The response to computer security incidents, in particular the containment of the threat and the restoration of functionality, must take care to preserve evidence that helps determine and prove the systems and information affected by the incident.
All computer security incidents must be reported to
CSIRT.UMinho by email to csirt@uminho.pt.
All personal data breaches must be reported to the Data Protection Officer (DPO), without undue delay, for recording and assessment of the measures to be taken.
Personal data breaches that may result in a risk to data subjects must be reported to the Supervisory Authority (CNPD) within 72 hours of being detected (GDPR, article 33).
Breaches likely to entail a high risk for data subjects must be reported to them without undue delay (GDPR, article 34).
The risk assessment must be carried out in conjunction with the DPO.
Communication to the Supervisory Authority will be made via the DPO.
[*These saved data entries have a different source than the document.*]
//! Errors raised while loading or validating a router configuration.

use std::path::PathBuf;
use thiserror::Error;

/// Errors that can occur while building a [`PathwrightConfig`](crate::PathwrightConfig).
#[derive(Error, Debug)]
pub enum ConfigError {
    /// The configuration file does not exist.
    #[error("configuration file not found: {path}")]
    NotFound {
        /// Path that was looked up.
        path: PathBuf,
    },

    /// The configuration file exists but could not be read.
    #[error("cannot read configuration file {path}")]
    Read {
        /// Path of the file.
        path: PathBuf,
        /// Underlying I/O failure.
        #[source]
        source: std::io::Error,
    },

    /// The format is neither TOML nor JSON.
    #[error("unsupported configuration format: {0}")]
    UnsupportedFormat(String),

    /// Malformed TOML, or TOML that does not fit the schema.
    #[error("invalid TOML configuration: {0}")]
    Toml(#[from] toml::de::Error),

    /// Malformed JSON, or JSON that does not fit the schema.
    #[error("invalid JSON configuration: {0}")]
    Json(#[from] serde_json::Error),

    /// An environment override could not be parsed.
    #[error("bad environment override {var}: {reason}")]
    EnvOverride {
        /// Variable name, prefix included.
        var: String,
        /// What was expected.
        reason: &'static str,
    },

    /// A loaded value is out of range.
    #[error("invalid value for {field}: {reason}")]
    InvalidValue {
        /// Dotted path of the field (`dispatch.hook_failure_code`).
        field: &'static str,
        /// Why it was rejected.
        reason: String,
    },
}

impl ConfigError {
    pub(crate) fn env_override(var: &str, reason: &'static str) -> Self {
        Self::EnvOverride {
            var: var.to_string(),
            reason,
        }
    }

    pub(crate) fn invalid_value(field: &'static str, reason: impl Into<String>) -> Self {
        Self::InvalidValue {
            field,
            reason: reason.into(),
        }
    }
}

#[cfg(test)]
mod tests {
    use super::*;

    #[test]
    fn test_not_found_names_path() {
        let err = ConfigError::NotFound {
            path: "/etc/pathwright/router.toml".into(),
        };
        assert_eq!(
            err.to_string(),
            "configuration file not found: /etc/pathwright/router.toml"
        );
    }

    #[test]
    fn test_read_error_keeps_source() {
        use std::error::Error as _;

        let err = ConfigError::Read {
            path: "router.toml".into(),
            source: std::io::Error::new(std::io::ErrorKind::PermissionDenied, "denied"),
        };
        assert!(err.source().is_some());
    }

    #[test]
    fn test_env_override_message() {
        let err = ConfigError::env_override("PATHWRIGHT__DISPATCH__HALT_AFTER_ERROR", "expected boolean");
        assert_eq!(
            err.to_string(),
            "bad environment override PATHWRIGHT__DISPATCH__HALT_AFTER_ERROR: expected boolean"
        );
    }

    #[test]
    fn test_invalid_value_message() {
        let err = ConfigError::invalid_value("dispatch.hook_failure_code", "42 is not an HTTP status code");
        assert!(err.to_string().starts_with("invalid value for dispatch.hook_failure_code"));
    }
}
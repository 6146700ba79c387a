//! Sigil-based route tree for Pathwright.
//!
//! This crate builds a per-method tree from URL patterns and resolves
//! request paths against it. Patterns are made of segments separated by `/`
//! (or `.`), and each segment is one of:
//!
//! - **Literal**: `users`
//! - **Variable**: `$id`, optionally typed as `$id:d` (digits), `:a`
//!   (letters), `:A` (letters and digits), `:l` (lowercase) or `:u`
//!   (uppercase)
//! - **Regex**: `@[0-9]+`, optionally captured as `@[0-9]+@page`; always
//!   matched against the whole segment
//! - **Wildcard**: `...`, which must end the pattern and captures the rest of
//!   the path
//!
//! # Example
//!
//! ```rust
//! use pathwright_router::{Method, RouteTree};
//!
//! let mut tree = RouteTree::new();
//!
//! tree.insert(&[Method::Get], &["/users"], vec!["listUsers"], vec![]).unwrap();
//! tree.insert(&[Method::Get], &["/users/$id:d"], vec!["getUser"], vec![]).unwrap();
//! tree.insert(&[Method::Get], &["/files/..."], vec!["serveFile"], vec![]).unwrap();
//!
//! let resolved = tree.resolve(Method::Get, "/users/123").unwrap();
//! assert_eq!(resolved.handlers.callbacks(), ["getUser"]);
//! assert_eq!(resolved.captures.variables.get("id"), Some("123"));
//!
//! let resolved = tree.resolve(Method::Get, "/files/img/logo.png").unwrap();
//! assert_eq!(resolved.captures.remainder.as_deref(), Some("img/logo.png"));
//!
//! let failure = tree.resolve(Method::Delete, "/users").unwrap_err();
//! assert_eq!(failure.code, 404);
//! ```
//!
//! # Architecture
//!
//! ```text
//!                 GET root
//!                    │
//!                 "users" [listUsers]
//!          ┌─────────┼──────────┐
//!       literal    regex     variable
//!        "me"    "[a-z]+@n"   "id:d"
//!                               │
//!                           [getUser]
//! ```

mod error;
mod method;
mod node;
mod params;
mod segment;
mod tree;

pub use error::{BuildError, BuildResult, FailureReason, ResolveFailure};
pub use method::Method;
pub use node::{Handlers, Node};
pub use params::{Captures, Params};
pub use segment::{split_path, PathSegment, Segment, TypeConstraint, WILDCARD};
pub use tree::RouteTree;

/// A successful lookup: the handler chain and what the path bound.
#[derive(Debug, Clone, PartialEq, Eq)]
pub struct Resolved<'a, T> {
    /// The chain registered for the matched route.
    pub handlers: &'a Handlers<T>,
    /// Bindings extracted along the way.
    pub captures: Captures,
}
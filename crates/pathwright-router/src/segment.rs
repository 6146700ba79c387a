//! Segment classification and path splitting.
//!
//! A pattern such as `/users/$id:d/@[a-z]+@slug/...` is split into segments
//! and each segment is classified by its leading sigil:
//!
//! | Text          | Segment                                   |
//! |---------------|-------------------------------------------|
//! | `users`       | [`Segment::Literal`]                      |
//! | `$id:d`       | [`Segment::Variable`] with a digit check  |
//! | `@[a-z]+@slug`| [`Segment::Regex`] captured as `slug`     |
//! | `...`         | [`Segment::Wildcard`]                     |
//!
//! Both `/` and `.` separate segments, so `/feed.xml` is the two segments
//! `feed` and `xml`.

use regex::Regex;
use smallvec::SmallVec;

use crate::error::{BuildError, BuildResult};

/// Sigil marking a variable segment.
pub const VARIABLE_SIGIL: char = '$';

/// Sigil marking a regex segment (and separating its capture name).
pub const REGEX_SIGIL: char = '@';

/// Token matching every remaining segment.
pub const WILDCARD: &str = "...";

/// Character class a variable segment must satisfy.
#[derive(Debug, Clone, Copy, PartialEq, Eq, Hash)]
pub enum TypeConstraint {
    /// `A`: ASCII letters and digits.
    Alphanumeric,
    /// `a`: ASCII letters.
    Alphabetic,
    /// `d`: ASCII digits.
    Digit,
    /// `l`: ASCII lowercase letters.
    Lowercase,
    /// `u`: ASCII uppercase letters.
    Uppercase,
}

impl TypeConstraint {
    /// Maps a one-letter type code to a constraint.
    ///
    /// Unknown codes yield `None`, meaning the variable is unconstrained.
    #[must_use]
    pub const fn from_code(code: char) -> Option<Self> {
        match code {
            'A' => Some(Self::Alphanumeric),
            'a' => Some(Self::Alphabetic),
            'd' => Some(Self::Digit),
            'l' => Some(Self::Lowercase),
            'u' => Some(Self::Uppercase),
            _ => None,
        }
    }

    /// Returns the one-letter code for this constraint.
    #[must_use]
    pub const fn code(&self) -> char {
        match self {
            Self::Alphanumeric => 'A',
            Self::Alphabetic => 'a',
            Self::Digit => 'd',
            Self::Lowercase => 'l',
            Self::Uppercase => 'u',
        }
    }

    /// Checks every character of `value` against the class.
    ///
    /// An empty value never satisfies a constraint.
    #[must_use]
    pub fn accepts(&self, value: &str) -> bool {
        let check: fn(&u8) -> bool = match self {
            Self::Alphanumeric => u8::is_ascii_alphanumeric,
            Self::Alphabetic => u8::is_ascii_alphabetic,
            Self::Digit => u8::is_ascii_digit,
            Self::Lowercase => u8::is_ascii_lowercase,
            Self::Uppercase => u8::is_ascii_uppercase,
        };
        !value.is_empty() && value.as_bytes().iter().all(check)
    }
}

/// One classified pattern segment.
#[derive(Debug, Clone)]
pub enum Segment {
    /// Exact text.
    Literal(String),

    /// `$name` or `$name:code`.
    Variable {
        /// Full key without the sigil (`id:d`); unique among siblings.
        key: String,
        /// Binding name (`id`).
        name: String,
        /// Optional character class.
        constraint: Option<TypeConstraint>,
    },

    /// `@pattern` or `@pattern@capture`.
    Regex {
        /// Full key without the sigil (`[0-9]+@page`); unique among siblings.
        key: String,
        /// Compiled, fully anchored expression.
        regex: Regex,
        /// Name to bind the whole match under.
        capture: Option<String>,
    },

    /// `...`, the rest of the path.
    Wildcard,
}

impl Segment {
    /// Classifies a single segment.
    ///
    /// # Errors
    ///
    /// Returns [`BuildError`] if a regex segment does not compile or a
    /// variable segment has no name.
    ///
    /// # Example
    ///
    /// ```rust
    /// use pathwright_router::{Segment, TypeConstraint};
    ///
    /// let segment = Segment::classify("$id:d").unwrap();
    /// assert!(matches!(
    ///     segment,
    ///     Segment::Variable { ref name, constraint: Some(TypeConstraint::Digit), .. } if name == "id"
    /// ));
    /// ```
    pub fn classify(text: &str) -> BuildResult<Self> {
        Self::parse(text, text)
    }

    /// Classifies `text`, reporting errors against the whole `pattern`.
    pub(crate) fn parse(text: &str, pattern: &str) -> BuildResult<Self> {
        if text == WILDCARD {
            return Ok(Self::Wildcard);
        }

        if let Some(key) = text.strip_prefix(VARIABLE_SIGIL) {
            let (name, constraint) = match key.split_once(':') {
                Some((name, code)) => {
                    (name, code.chars().next().and_then(TypeConstraint::from_code))
                }
                None => (key, None),
            };
            if name.is_empty() {
                return Err(BuildError::EmptyVariable {
                    pattern: pattern.to_string(),
                });
            }
            return Ok(Self::Variable {
                key: key.to_string(),
                name: name.to_string(),
                constraint,
            });
        }

        if let Some(key) = text.strip_prefix(REGEX_SIGIL) {
            let (expr, capture) = match find_capture_separator(key) {
                Some(pos) => (&key[..pos], Some(&key[pos + 1..])),
                None => (key, None),
            };
            let regex = Regex::new(&format!("^(?:{expr})$")).map_err(|source| {
                BuildError::InvalidRegex {
                    pattern: pattern.to_string(),
                    segment: key.to_string(),
                    source,
                }
            })?;
            return Ok(Self::Regex {
                key: key.to_string(),
                regex,
                capture: capture.filter(|c| !c.is_empty()).map(str::to_string),
            });
        }

        Ok(Self::Literal(text.to_string()))
    }

    /// Key under which this segment is stored among its siblings.
    #[must_use]
    pub fn key(&self) -> &str {
        match self {
            Self::Literal(text) => text,
            Self::Variable { key, .. } | Self::Regex { key, .. } => key,
            Self::Wildcard => WILDCARD,
        }
    }
}

/// Position of the first `@` not preceded by a backslash.
fn find_capture_separator(key: &str) -> Option<usize> {
    key.char_indices()
        .find(|&(i, c)| c == REGEX_SIGIL && !key[..i].ends_with('\\'))
        .map(|(i, _)| i)
}

/// One segment of a request path, with its position in the original text.
#[derive(Debug, Clone, Copy, PartialEq, Eq)]
pub struct PathSegment<'a> {
    /// Segment text.
    pub text: &'a str,
    /// Byte offset of the segment in the path it was split from.
    pub start: usize,
}

impl PathSegment<'_> {
    /// Byte offset just past the segment.
    #[must_use]
    pub fn end(&self) -> usize {
        self.start + self.text.len()
    }
}

/// Splits a request path on `/` and `.`, skipping empty segments.
///
/// # Example
///
/// ```rust
/// use pathwright_router::split_path;
///
/// let segments = split_path("/feeds/main.xml/");
/// let texts: Vec<_> = segments.iter().map(|s| s.text).collect();
/// assert_eq!(texts, ["feeds", "main", "xml"]);
/// assert_eq!(segments[1].start, 7);
/// ```
#[must_use]
pub fn split_path(path: &str) -> SmallVec<[PathSegment<'_>; 8]> {
    let mut segments = SmallVec::new();
    let mut start = 0;

    for (i, byte) in path.bytes().enumerate() {
        if byte == b'/' || byte == b'.' {
            if i > start {
                segments.push(PathSegment {
                    text: &path[start..i],
                    start,
                });
            }
            start = i + 1;
        }
    }
    if path.len() > start {
        segments.push(PathSegment {
            text: &path[start..],
            start,
        });
    }

    segments
}

/// Splits a route pattern into segment texts.
///
/// Same rules as [`split_path`], except that a `...` piece is kept whole and
/// the expression of a `@` regex piece is never split on `.`. Dots after the
/// capture name still separate segments, so `@[0-9]+@id.json` is the regex
/// `[0-9]+@id` followed by the literal `json`.
pub(crate) fn split_pattern(pattern: &str) -> Vec<&str> {
    let mut segments = Vec::new();
    for piece in pattern.split('/').filter(|p| !p.is_empty()) {
        if piece == WILDCARD {
            segments.push(piece);
        } else {
            split_piece(piece, &mut segments);
        }
    }
    segments
}

/// Splits one `/`-delimited piece of a pattern on `.`.
fn split_piece<'p>(piece: &'p str, segments: &mut Vec<&'p str>) {
    let Some(key) = piece.strip_prefix(REGEX_SIGIL) else {
        let (head, tail) = piece.split_once('.').unwrap_or((piece, ""));
        if !head.is_empty() {
            segments.push(head);
        }
        if !tail.is_empty() {
            split_piece(tail, segments);
        }
        return;
    };

    let Some(separator) = find_capture_separator(key) else {
        segments.push(piece);
        return;
    };
    // Offset of the capture name within `piece`.
    let name_start = REGEX_SIGIL.len_utf8() + separator + 1;
    match piece[name_start..].find('.') {
        Some(dot) => {
            segments.push(&piece[..name_start + dot]);
            split_piece(&piece[name_start + dot + 1..], segments);
        }
        None => segments.push(piece),
    }
}

#[cfg(test)]
mod tests {
    use super::*;

    #[test]
    fn test_classify_literal() {
        let segment = Segment::classify("users").unwrap();
        assert!(matches!(segment, Segment::Literal(ref t) if t == "users"));
        assert_eq!(segment.key(), "users");
    }

    #[test]
    fn test_classify_variable_plain() {
        let segment = Segment::classify("$id").unwrap();
        match segment {
            Segment::Variable { key, name, constraint } => {
                assert_eq!(key, "id");
                assert_eq!(name, "id");
                assert_eq!(constraint, None);
            }
            other => panic!("unexpected segment: {other:?}"),
        }
    }

    #[test]
    fn test_classify_variable_typed() {
        let segment = Segment::classify("$id:d").unwrap();
        match segment {
            Segment::Variable { key, name, constraint } => {
                assert_eq!(key, "id:d");
                assert_eq!(name, "id");
                assert_eq!(constraint, Some(TypeConstraint::Digit));
            }
            other => panic!("unexpected segment: {other:?}"),
        }
    }

    #[test]
    fn test_classify_variable_unknown_code_is_unconstrained() {
        let segment = Segment::classify("$slug:x").unwrap();
        assert!(matches!(
            segment,
            Segment::Variable { ref name, constraint: None, .. } if name == "slug"
        ));
    }

    #[test]
    fn test_classify_variable_without_name() {
        assert!(matches!(
            Segment::classify("$"),
            Err(BuildError::EmptyVariable { .. })
        ));
        assert!(matches!(
            Segment::classify("$:d"),
            Err(BuildError::EmptyVariable { .. })
        ));
    }

    #[test]
    fn test_classify_regex_anchored() {
        let Segment::Regex { regex, capture, key } = Segment::classify("@[0-9]+").unwrap() else {
            panic!("expected regex segment");
        };
        assert_eq!(key, "[0-9]+");
        assert_eq!(capture, None);
        assert!(regex.is_match("12"));
        assert!(!regex.is_match("12a"));
        assert!(!regex.is_match("a12"));
    }

    #[test]
    fn test_classify_regex_alternation_is_anchored_as_a_whole() {
        let Segment::Regex { regex, .. } = Segment::classify("@ab|cd").unwrap() else {
            panic!("expected regex segment");
        };
        assert!(regex.is_match("ab"));
        assert!(!regex.is_match("abx"));
        assert!(!regex.is_match("xcd"));
    }

    #[test]
    fn test_classify_regex_named_capture() {
        let Segment::Regex { capture, key, regex } = Segment::classify("@[0-9]+@page").unwrap()
        else {
            panic!("expected regex segment");
        };
        assert_eq!(key, "[0-9]+@page");
        assert_eq!(capture.as_deref(), Some("page"));
        assert!(regex.is_match("42"));
    }

    #[test]
    fn test_classify_regex_trailing_separator_is_unnamed() {
        let Segment::Regex { capture, regex, .. } = Segment::classify("@[0-9]+@").unwrap() else {
            panic!("expected regex segment");
        };
        assert_eq!(capture, None);
        assert!(regex.is_match("12"));
        assert!(!regex.is_match("12a"));
    }

    #[test]
    fn test_classify_regex_escaped_separator() {
        let Segment::Regex { capture, regex, .. } = Segment::classify(r"@a\@b").unwrap() else {
            panic!("expected regex segment");
        };
        assert_eq!(capture, None);
        assert!(regex.is_match("a@b"));
    }

    #[test]
    fn test_classify_regex_invalid() {
        assert!(matches!(
            Segment::classify("@[0-9"),
            Err(BuildError::InvalidRegex { .. })
        ));
    }

    #[test]
    fn test_classify_wildcard() {
        assert!(matches!(Segment::classify("...").unwrap(), Segment::Wildcard));
    }

    #[test]
    fn test_type_constraints() {
        assert!(TypeConstraint::Digit.accepts("42"));
        assert!(!TypeConstraint::Digit.accepts("4a"));
        assert!(TypeConstraint::Alphabetic.accepts("abc"));
        assert!(!TypeConstraint::Alphabetic.accepts("ab1"));
        assert!(TypeConstraint::Alphanumeric.accepts("ab1"));
        assert!(!TypeConstraint::Alphanumeric.accepts("ab-1"));
        assert!(TypeConstraint::Lowercase.accepts("abc"));
        assert!(!TypeConstraint::Lowercase.accepts("aBc"));
        assert!(TypeConstraint::Uppercase.accepts("ABC"));
        assert!(!TypeConstraint::Uppercase.accepts("ABc"));
        assert!(!TypeConstraint::Digit.accepts(""));
    }

    #[test]
    fn test_type_constraint_codes_round_trip() {
        for code in ['A', 'a', 'd', 'l', 'u'] {
            assert_eq!(TypeConstraint::from_code(code).unwrap().code(), code);
        }
        assert_eq!(TypeConstraint::from_code('z'), None);
    }

    #[test]
    fn test_split_path_offsets() {
        let path = "/files/a/b.txt";
        let segments = split_path(path);
        let texts: Vec<_> = segments.iter().map(|s| s.text).collect();
        assert_eq!(texts, ["files", "a", "b", "txt"]);
        assert_eq!(&path[segments[1].start..segments[3].end()], "a/b.txt");
    }

    #[test]
    fn test_split_path_skips_empty_segments() {
        let texts: Vec<_> = split_path("//a//b/").iter().map(|s| s.text).collect();
        assert_eq!(texts, ["a", "b"]);
        assert!(split_path("/").is_empty());
        assert!(split_path("").is_empty());
    }

    #[test]
    fn test_split_pattern_keeps_wildcard_and_regex() {
        assert_eq!(split_pattern("/files/..."), ["files", "..."]);
        assert_eq!(split_pattern("/v/@.+@ver"), ["v", "@.+@ver"]);
        assert_eq!(split_pattern("/feed.xml"), ["feed", "xml"]);
        assert!(split_pattern("/").is_empty());
    }

    #[test]
    fn test_split_pattern_dots_after_capture_name() {
        assert_eq!(
            split_pattern("/posts/@[0-9]+@id.json"),
            ["posts", "@[0-9]+@id", "json"]
        );
        assert_eq!(split_pattern("/@a.b@x.y.z"), ["@a.b@x", "y", "z"]);
        assert_eq!(split_pattern("/@v[0-9.]+"), ["@v[0-9.]+"]);
        assert_eq!(split_pattern("/@[a-z]+@.txt"), ["@[a-z]+@", "txt"]);
        assert_eq!(
            split_pattern("/@[0-9]+@major.@[0-9.]+@minor.txt"),
            ["@[0-9]+@major", "@[0-9.]+@minor", "txt"]
        );
        assert_eq!(split_pattern("/a..b.$id"), ["a", "b", "$id"]);
        assert_eq!(split_pattern("/a..../x"), ["a", "x"]);
    }
}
Communication to the DPO is made by email to protecaodados@uminho.pt, using the following form:
Data Protection Officer Personal Data Breach Notification Form
The form can be re-sent whenever more information is obtained, but the first submission should not be delayed by the collection of information that cannot be provided immediately.
When the sensitivity of the information justifies it, this document should be encrypted and the password that decrypts it sent to the DPO via a channel other than email.
Failure to notify the supervisory authority of data breaches likely to result in a
risk to data subjects and failure to notify data subjects of breaches likely to entail a
high risk to their rights and freedoms constitute serious administrative offenses, in accordance with article 38(1)(j) and (k) of Portuguese Law 58/2019 of August 8.